Latino activists in Santa Paula began to speak out earlier this summer, when the Justice Department confirmed it had been investigating the city for possible violations of the federal Voting Rights Act.

The Justice Department has said it is prepared to sue Santa Paula if officials do not voluntarily agree to carve the city into five distinct voting districts, which federal officials say could empower pockets of the city in which Latino residents are concentrated. The department has held off on filing a lawsuit until a city advisor could study voting patterns and decide whether Santa Paula should cooperate. The city is expected to make that decision next week.

The city’s four white council members have resisted a district system, saying they don’t want to carve a 4.5-square-mile city into parochial districts. The city’s Latina councilwoman supports a switch to a district system.

Meanwhile, a local Latino activist had extended the debate to the neighboring city of Fillmore, which has about half of Santa Paula’s population but a similar history of limited Latino representation.

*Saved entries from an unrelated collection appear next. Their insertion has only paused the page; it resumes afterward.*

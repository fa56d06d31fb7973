//! Session invalidation: token blacklist, OIDC logout, and the unified logout service.
//!
//! ```text
//!   LogoutRequest ──► LogoutMethod ──┬─ Jwt  ──► TokenBlacklist ──► CacheBackend
//!                                    └─ Oidc ──► OidcClient (end-session, logout URL)
//! ```

pub mod blacklist;
pub mod dto;
pub mod oidc;
pub mod service;

pub use blacklist::{token_hash, BlacklistStats, TokenBlacklist};
pub use dto::{BatchLogoutSummary, LogoutMethod, LogoutRequest, LogoutResponse, LogoutStats};
pub use oidc::{HttpOidcClient, OidcClient};
pub use service::{LogoutService, LOGOUT_RESOURCE};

Earlier this week, the Fillmore City Council took some of the activists’ suggestions to heart. Members will consider adding polling locations in a heavily Latino part of the city to encourage greater voter turnout. They will also weigh a proposal to abolish a 15-year-old “English-only” resolution many Latino residents find offensive.

Advertisement

However, Fillmore council members, including the Latino mayor, have so far rejected a request that they voluntarily split Fillmore into five political districts.